Alice must remember her past to help prove her innocence. When she remembers this wasn’t her first blackout, dread holds her back because what she does recall might all disappear a third time. Can she piece her puzzle together before the killer strikes again? Should she even try?
Excerpt from BLACKOUT
Head throbbing, the young girl squinted so she could see better out of her swollen left eye as she trudged along the side of the dark, lonely road. A vehicle rumbled behind her. She turned around but didn’t have the energy to even lift her arm to wave. The small car barely slowed down, so she started walking once more.
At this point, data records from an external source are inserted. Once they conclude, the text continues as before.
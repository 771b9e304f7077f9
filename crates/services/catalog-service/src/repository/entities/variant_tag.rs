//! Variant tag database entity for SeaORM.

use sea_orm::entity::prelude::*;

use domain::VariantTag;

#[derive(Clone, Debug, PartialEq, Eq, DeriveEntityModel)]
#[sea_orm(table_name = "variant_tags")]
pub struct Model {
    #[sea_orm(primary_key)]
    pub id: i32,
    pub variant_id: i32,
    #[sea_orm(column_type = "Text")]
    pub tag: String,
}

#[derive(Copy, Clone, Debug, EnumIter, DeriveRelation)]
pub enum Relation {
    #[sea_orm(
        belongs_to = "super::product_variant::Entity",
        from = "Column::VariantId",
        to = "super::product_variant::Column::Id",
        on_delete = "Cascade"
    )]
    ProductVariant,
}

impl Related<super::product_variant::Entity> for Entity {
    fn to() -> RelationDef {
        Relation::ProductVariant.def()
    }
}

impl ActiveModelBehavior for ActiveModel {}

impl From<Model> for VariantTag {
    fn from(model: Model) -> Self {
        VariantTag {
            id: model.id,
            variant_id: model.variant_id,
            tag: model.tag,
        }
    }
}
Up ahead, the car backed up. Both hope and fear welled up inside her. When the car stopped, the driver rolled down the passenger-side window and turned on the dome light. Classical music floated toward her. Inside, she saw a young man with blond hair and blue eyes staring at her. If she hadn’t been so weary, she would have thought him cute. Instead, she only felt indifference.
“Need a lift?”
She nodded. She moved like an old woman, slowly, carefully placing herself on the seat, gently closing the door.
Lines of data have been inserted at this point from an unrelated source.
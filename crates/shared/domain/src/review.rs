//! Product review entity.

use chrono::{DateTime, Utc};
use serde::{Deserialize, Serialize};
use uuid::Uuid;
use validator::Validate;

use crate::product::ProductId;

pub type ReviewId = i32;

/// A user's review of a product. At most one per (user, product).
#[derive(Debug, Clone, PartialEq, Serialize, Deserialize)]
#[cfg_attr(feature = "openapi", derive(utoipa::ToSchema))]
#[serde(rename_all = "camelCase")]
pub struct Review {
    pub id: ReviewId,
    pub user_id: Uuid,
    pub product_id: ProductId,
    pub rating: f32,
    pub comment: String,
    pub created: DateTime<Utc>,
}

/// Review submission.
#[derive(Debug, Clone, Serialize, Deserialize, Validate)]
#[cfg_attr(feature = "openapi", derive(utoipa::ToSchema))]
#[serde(rename_all = "camelCase")]
pub struct NewReview {
    pub product_id: ProductId,
    #[validate(range(min = 1.0, max = 5.0, message = "Rating must be between 1 and 5"))]
    pub rating: f32,
    #[validate(length(
        min = 1,
        max = 1000,
        message = "Comment must be between 1 and 1000 characters"
    ))]
    pub comment: String,
}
“You all right?” he asked, concern in his voice. “You’re a little banged up.”
“I’m okay,” she mumbled.
“You’re sure?” When she nodded, he asked, “Where you headed?” He ejected a tape from the deck and turned off the radio.
“Anywhere,” she answered. He seemed nice enough, but she shivered slightly and hugged herself.
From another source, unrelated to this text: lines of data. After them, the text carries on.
//! Migration: Create products, variants and the variant-owned image/tag tables.
//!
//! Every child row cascades from its parent so deleting a product removes
//! the whole variant tree.

use sea_orm_migration::prelude::*;

use super::{ProductVariants, Products};

#[derive(DeriveMigrationName)]
pub struct Migration;

#[async_trait::async_trait]
impl MigrationTrait for Migration {
    async fn up(&self, manager: &SchemaManager) -> Result<(), DbErr> {
        manager
            .create_table(
                Table::create()
                    .table(Products::Table)
                    .if_not_exists()
                    .col(
                        ColumnDef::new(Products::Id)
                            .integer()
                            .not_null()
                            .auto_increment()
                            .primary_key(),
                    )
                    .col(ColumnDef::new(Products::Title).text().not_null())
                    .col(ColumnDef::new(Products::Description).text().not_null())
                    .col(ColumnDef::new(Products::Price).float().not_null())
                    .col(
                        ColumnDef::new(Products::Created)
                            .timestamp_with_time_zone()
                            .not_null(),
                    )
                    .to_owned(),
            )
            .await?;

        manager
            .create_table(
                Table::create()
                    .table(ProductVariants::Table)
                    .if_not_exists()
                    .col(
                        ColumnDef::new(ProductVariants::Id)
                            .integer()
                            .not_null()
                            .auto_increment()
                            .primary_key(),
                    )
                    .col(ColumnDef::new(ProductVariants::ProductId).integer().not_null())
                    .col(ColumnDef::new(ProductVariants::Color).text().not_null())
                    .col(ColumnDef::new(ProductVariants::ProductType).text().not_null())
                    .col(
                        ColumnDef::new(ProductVariants::Updated)
                            .timestamp_with_time_zone()
                            .not_null(),
                    )
                    .foreign_key(
                        ForeignKey::create()
                            .name("fk_product_variants_product_id")
                            .from(ProductVariants::Table, ProductVariants::ProductId)
                            .to(Products::Table, Products::Id)
                            .on_delete(ForeignKeyAction::Cascade),
                    )
                    .to_owned(),
            )
            .await?;

        manager
            .create_index(
                Index::create()
                    .name("idx_product_variants_product_id")
                    .table(ProductVariants::Table)
                    .col(ProductVariants::ProductId)
                    .to_owned(),
            )
            .await?;

        manager
            .create_table(
                Table::create()
                    .table(VariantImages::Table)
                    .if_not_exists()
                    .col(
                        ColumnDef::new(VariantImages::Id)
                            .integer()
                            .not_null()
                            .auto_increment()
                            .primary_key(),
                    )
                    .col(ColumnDef::new(VariantImages::VariantId).integer().not_null())
                    .col(ColumnDef::new(VariantImages::Url).text().not_null())
                    .col(ColumnDef::new(VariantImages::Size).text().not_null())
                    .col(ColumnDef::new(VariantImages::Name).text().not_null())
                    .col(ColumnDef::new(VariantImages::Order).float().not_null())
                    .foreign_key(
                        ForeignKey::create()
                            .name("fk_variant_images_variant_id")
                            .from(VariantImages::Table, VariantImages::VariantId)
                            .to(ProductVariants::Table, ProductVariants::Id)
                            .on_delete(ForeignKeyAction::Cascade),
                    )
                    .to_owned(),
            )
            .await?;

        manager
            .create_index(
                Index::create()
                    .name("idx_variant_images_variant_id")
                    .table(VariantImages::Table)
                    .col(VariantImages::VariantId)
                    .to_owned(),
            )
            .await?;

        manager
            .create_table(
                Table::create()
                    .table(VariantTags::Table)
                    .if_not_exists()
                    .col(
                        ColumnDef::new(VariantTags::Id)
                            .integer()
                            .not_null()
                            .auto_increment()
                            .primary_key(),
                    )
                    .col(ColumnDef::new(VariantTags::VariantId).integer().not_null())
                    .col(ColumnDef::new(VariantTags::Tag).text().not_null())
                    .foreign_key(
                        ForeignKey::create()
                            .name("fk_variant_tags_variant_id")
                            .from(VariantTags::Table, VariantTags::VariantId)
                            .to(ProductVariants::Table, ProductVariants::Id)
                            .on_delete(ForeignKeyAction::Cascade),
                    )
                    .to_owned(),
            )
            .await?;

        manager
            .create_index(
                Index::create()
                    .name("idx_variant_tags_variant_id")
                    .table(VariantTags::Table)
                    .col(VariantTags::VariantId)
                    .to_owned(),
            )
            .await
    }

    async fn down(&self, manager: &SchemaManager) -> Result<(), DbErr> {
        manager
            .drop_table(Table::drop().table(VariantTags::Table).to_owned())
            .await?;
        manager
            .drop_table(Table::drop().table(VariantImages::Table).to_owned())
            .await?;
        manager
            .drop_table(Table::drop().table(ProductVariants::Table).to_owned())
            .await?;
        manager
            .drop_table(Table::drop().table(Products::Table).to_owned())
            .await
    }
}

#[derive(DeriveIden)]
enum VariantImages {
    Table,
    Id,
    VariantId,
    Url,
    Size,
    Name,
    Order,
}

#[derive(DeriveIden)]
enum VariantTags {
    Table,
    Id,
    VariantId,
    Tag,
}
“Anywhere?” When she didn’t answer, he said, “What’s your name? Mine’s Donald Harris. I’m on my way home to Valleyview.”
He waited. She glanced at him, looked away.
“I’m… I’m Alice. Alice… Strong.” The name came to her with difficulty. She wasn’t quite sure it was right. Staring out the side window, she touched her head gingerly where the blood had clotted. She winced. Why couldn’t she remember what had happened to her?
“Sure you don’t need a doctor? Want to call anyone?”
“Oh, no! No, I’m all right. Need a bath.” She wished her head would stop throbbing. And what was the matter with her eye?
Blackout by Jan Christensen was a fantastic read. The setting was a realistic reflection of a nursing home/ medical setting. I could picture the hallways bustling with patients and the activities happening as though I was right there. As a retired nurse, it brought back many memories of my own nursing days. The characters were realistic and it felt like you knew who they were. I found myself caring about what happened to them. The dialogue was realistic and flowed easily. The mysteries continued throughout the book and I was surprised by who the murderer was.
I found myself wanting to return to the book every spare minute I had to see what would happen. This is the first book I’ve read by this author but it will not be the last. I would highly recommend reading this book, and I will recommend it to my friends. Do yourself a favor and read Blackout.
This is a gripping story of a girl who has total amnesia. She is picked up at the side of the road and taken to the town Valleyview by a part time preacher, part time maintenance worker at a nursing home. She is taken to the home of Hannah where she will be safe. Once her battered body is healed she gets a job at the nursing home. A lot of internal talking goes on in “Alice’s” head-but that isn’t her real name-she made it up along with her age so she could work, as she tries to figure out just who she really is.
At the nursing home people are dying. With each death “Alice” remembers a bit more. “Alice’s” life slowly unfolds until all is revealed. You will not have guessed what “Alice’s” story really is.